From mboxrd@z Thu Jan  1 00:00:00 1970
Received: from goalie.tycho.ncsc.mil (goalie [144.51.242.250])
 by tarius.tycho.ncsc.mil (8.14.4/8.14.4) with ESMTP id uBK1q2Cg029110
 for <selinux@tycho.nsa.gov>; Mon, 19 Dec 2016 20:52:02 -0500
Subject: Re: [PATCH 2/2] proc,security: move restriction on writing
 /proc/pid/attr nodes to proc
To: Paul Moore <paul@paul-moore.com>, Stephen Smalley <sds@tycho.nsa.gov>
References: <1481910072-11392-1-git-send-email-sds@tycho.nsa.gov>
 <1481910072-11392-2-git-send-email-sds@tycho.nsa.gov>
 <CAHC9VhQOjXUYxRaHcgxwiTFwwNsUuf646O-gDq7Bm_0aToMtgQ@mail.gmail.com>
 <28224bb8-425e-5dec-472f-105c5cd7e098@schaufler-ca.com>
 <CAHC9VhRcHxEMjTwjq6ZiAjHcAyveWOnRdRayoq86tdUsD_OdMw@mail.gmail.com>
Cc: john.johansen@canonical.com, James Morris <james.l.morris@oracle.com>,
 selinux@tycho.nsa.gov, linux-security-module@vger.kernel.org
From: Casey Schaufler <casey@schaufler-ca.com>
Message-ID: <1212df28-3cda-fcff-ab7e-f0f0a8e3493c@schaufler-ca.com>
Date: Mon, 19 Dec 2016 17:51:56 -0800
MIME-Version: 1.0
In-Reply-To: <CAHC9VhRcHxEMjTwjq6ZiAjHcAyveWOnRdRayoq86tdUsD_OdMw@mail.gmail.com>
Content-Type: text/plain; charset=utf-8
List-Id: "Security-Enhanced Linux \(SELinux\) mailing list"
 <selinux.tycho.nsa.gov>
List-Post: <mailto:selinux@tycho.nsa.gov>
List-Help: <mailto:selinux-request@tycho.nsa.gov?subject=help>

On 12/19/2016 5:30 PM, Paul Moore wrote:
> On Fri, Dec 16, 2016 at 5:13 PM, Casey Schaufler <casey@schaufler-ca.com> wrote:
>> On 12/16/2016 2:06 PM, Paul Moore wrote:
>>> On Fri, Dec 16, 2016 at 12:41 PM, Stephen Smalley <sds@tycho.nsa.gov> wrote:
>>>> Processes can only alter their own security attributes via
>>>> /proc/pid/attr nodes.  This is presently enforced by each individual
>>>> security module and is also imposed by the Linux credentials
>>>> implementation, which only allows a task to alter its own credentials.
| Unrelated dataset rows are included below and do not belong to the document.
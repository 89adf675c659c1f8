//! Single consumer loop: dequeue, solve, record

use crate::algorithms::PositionSolver;
use crate::api::types::{ApiError, ApiResult};
use crate::core::topology::AnchorTopology;
use crate::core::types::{MeasurementSet, Position};
use crate::processing::position_log::PositionLog;
use crate::processing::queue::QueueReceiver;
use crate::validation::error::{ErrorReporter, PositioningError};
use crossbeam::channel::{self, Receiver, Sender};
use serde::{Deserialize, Serialize};
use std::sync::atomic::{AtomicU64, Ordering};
use std::sync::Arc;
use std::thread::{self, JoinHandle};
use std::time::Instant;

/// How the worker treats sets still queued when asked to stop
#[derive(Debug, Clone, Copy, PartialEq, Eq, Serialize, Deserialize)]
pub enum StopMode {
    /// Solve everything already queued, then exit
    Drain,
    /// Exit after the set in progress, leaving the rest unsolved
    Abandon,
}

/// Per-outcome counts for the lifetime of a worker
#[derive(Debug, Clone, Copy, Default, PartialEq, Eq, Serialize, Deserialize)]
pub struct WorkerReport {
    pub solved: u64,
    pub invalid: u64,
    pub diverged: u64,
    /// Failures other than invalid input or divergence
    pub failed: u64,
    /// Sets left in the queue by an abandoning stop
    pub abandoned: u64,
}

#[derive(Debug, Default)]
struct WorkerCounters {
    solved: AtomicU64,
    invalid: AtomicU64,
    diverged: AtomicU64,
    failed: AtomicU64,
}

impl WorkerCounters {
    fn record(&self, outcome: &Result<Position, PositioningError>) {
        let counter = match outcome {
            Ok(_) => &self.solved,
            Err(PositioningError::InvalidMeasurement { .. }) => &self.invalid,
            Err(PositioningError::SolverDivergence { .. }) => &self.diverged,
            Err(_) => &self.failed,
        };
        counter.fetch_add(1, Ordering::Relaxed);
    }

    fn report(&self, abandoned: u64) -> WorkerReport {
        WorkerReport {
            solved: self.solved.load(Ordering::Relaxed),
            invalid: self.invalid.load(Ordering::Relaxed),
            diverged: self.diverged.load(Ordering::Relaxed),
            failed: self.failed.load(Ordering::Relaxed),
            abandoned,
        }
    }
}

/// The only writer of the position log.
///
/// Solves run strictly one at a time in dequeue order, so log order equals
/// FIFO order. No lock is held while the optimizer runs.
pub struct SolverWorker {
    receiver: QueueReceiver,
    topology: Arc<AnchorTopology>,
    solver: Arc<dyn PositionSolver>,
    log: Arc<PositionLog>,
    reporter: Arc<ErrorReporter>,
    counters: Arc<WorkerCounters>,
}

impl SolverWorker {
    pub fn new(
        receiver: QueueReceiver,
        topology: Arc<AnchorTopology>,
        solver: Arc<dyn PositionSolver>,
        log: Arc<PositionLog>,
        reporter: Arc<ErrorReporter>,
    ) -> Self {
        Self {
            receiver,
            topology,
            solver,
            log,
            reporter,
            counters: Arc::new(WorkerCounters::default()),
        }
    }

    /// Solve one set and append the result. Failures are reported and returned.
    pub fn process(&self, set: MeasurementSet) -> Result<Position, PositioningError> {
        let outcome = self.solve_set(set);
        self.counters.record(&outcome);
        outcome
    }

    fn solve_set(&self, set: MeasurementSet) -> Result<Position, PositioningError> {
        // an id the topology does not know leaves the anchor list short, which the solver rejects
        let anchors = self.topology.positions_for(&set.anchor_ids).unwrap_or_default();
        let started = Instant::now();

        match self.solver.solve(&anchors, &set.distances) {
            Ok(solution) => {
                let position = Position::from_solution(set, &solution, chrono::Utc::now().timestamp_millis());
                log::info!(
                    "Set #{} solved in {:?}: ({:.3}, {:.3}, {:.3}), mean residual {:.3} m",
                    position.sequence,
                    started.elapsed(),
                    position.x,
                    position.y,
                    position.z,
                    position.mean_absolute_residual
                );
                self.log.append(position.clone());
                Ok(position)
            }
            Err(error) => {
                let error = error.with_anchor_ids(&set.anchor_ids);
                self.reporter.report_error(error.clone(), &set);
                Err(error)
            }
        }
    }

    pub fn report(&self) -> WorkerReport {
        self.counters.report(0)
    }

    /// Start the consumer loop on a dedicated thread
    pub fn spawn(self) -> ApiResult<WorkerHandle> {
        let (shutdown_tx, shutdown_rx) = channel::bounded(1);
        let counters = Arc::clone(&self.counters);

        let thread = thread::Builder::new()
            .name("solver-worker".to_string())
            .spawn(move || self.run(shutdown_rx))
            .map_err(|e| ApiError::Worker {
                details: format!("failed to spawn solver worker: {}", e),
            })?;

        log::info!("Solver worker started");
        Ok(WorkerHandle {
            shutdown: shutdown_tx,
            thread: Some(thread),
            counters,
        })
    }

    fn run(self, shutdown: Receiver<StopMode>) -> WorkerReport {
        loop {
            crossbeam::select! {
                recv(self.receiver.channel()) -> msg => match msg {
                    Ok(set) => {
                        let _ = self.process(set);
                    }
                    Err(_) => {
                        log::info!("Work queue closed, solver worker exiting");
                        return self.counters.report(0);
                    }
                },
                recv(shutdown) -> mode => {
                    // a dropped handle counts as abandon
                    let mode = mode.unwrap_or(StopMode::Abandon);
                    return self.shutdown(mode);
                }
            }
        }
    }

    fn shutdown(&self, mode: StopMode) -> WorkerReport {
        let abandoned = match mode {
            StopMode::Drain => {
                let mut drained = 0;
                while let Some(set) = self.receiver.try_dequeue() {
                    let _ = self.process(set);
                    drained += 1;
                }
                log::info!("Solver worker drained {} queued set(s)", drained);
                0
            }
            StopMode::Abandon => self.receiver.len() as u64,
        };

        let report = self.counters.report(abandoned);
        log::info!(
            "Solver worker stopped: {} solved, {} invalid, {} diverged, {} abandoned",
            report.solved,
            report.invalid,
            report.diverged,
            report.abandoned
        );
        report
    }
}

/// Owner of a running worker thread
pub struct WorkerHandle {
    shutdown: Sender<StopMode>,
    thread: Option<JoinHandle<WorkerReport>>,
    counters: Arc<WorkerCounters>,
}

impl WorkerHandle {
    /// Counters so far, without stopping
    pub fn report(&self) -> WorkerReport {
        self.counters.report(0)
    }

    pub fn is_finished(&self) -> bool {
        self.thread.as_ref().map_or(true, |t| t.is_finished())
    }

    /// Signal the worker and wait for it. An optimization in progress is
    /// always allowed to finish.
    pub fn stop(mut self, mode: StopMode) -> ApiResult<WorkerReport> {
        self.join(mode)
    }

    fn join(&mut self, mode: StopMode) -> ApiResult<WorkerReport> {
        let thread = self.thread.take().ok_or(ApiError::NotRunning)?;
        // fails only if the worker already exited on its own
        let _ = self.shutdown.try_send(mode);
        thread.join().map_err(|_| ApiError::Worker {
            details: "solver worker panicked".to_string(),
        })
    }
}

impl Drop for WorkerHandle {
    fn drop(&mut self) {
        if self.thread.is_some() {
            let _ = self.join(StopMode::Abandon);
        }
    }
}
>>>> Move the check enforcing this restriction from the individual
>>>> security modules to proc_pid_attr_write() before calling the security hook,
>>>> and drop the unnecessary task argument to the security hook since it can
>>>> only ever be the current task.
>>>>
>>>> Signed-off-by: Stephen Smalley <sds@tycho.nsa.gov>
>>>> ---
>>>>  fs/proc/base.c             | 13 +++++++++----
>>>>  include/linux/lsm_hooks.h  |  3 +--
>>>>  include/linux/security.h   |  4 ++--
>>>>  security/apparmor/lsm.c    |  7 ++-----
>>>>  security/security.c        |  4 ++--
>>>>  security/selinux/hooks.c   | 13 +------------
>>>>  security/smack/smack_lsm.c | 11 +----------
>>>>  7 files changed, 18 insertions(+), 37 deletions(-)
>>> Looks good to me.  I'm happy to pull this in via the SELinux tree
>>> unless anyone else would rather take it?
>> That works for me. It does need to go in atomically.
> Even with all the discussion today, I still think this patch has value
> and I don't believe it should impact the PTAGS work as there are
> clearly larger issues that need to be resolved (e.g. reintroduce a
> task based security blob?).  Unless I hear any objections that this
> will wreck everything for years to come (very doubtful), I'll go ahead
> and merge this into the SELinux tree tomorrow.

I think this can go ahead without causing the end of western civilization.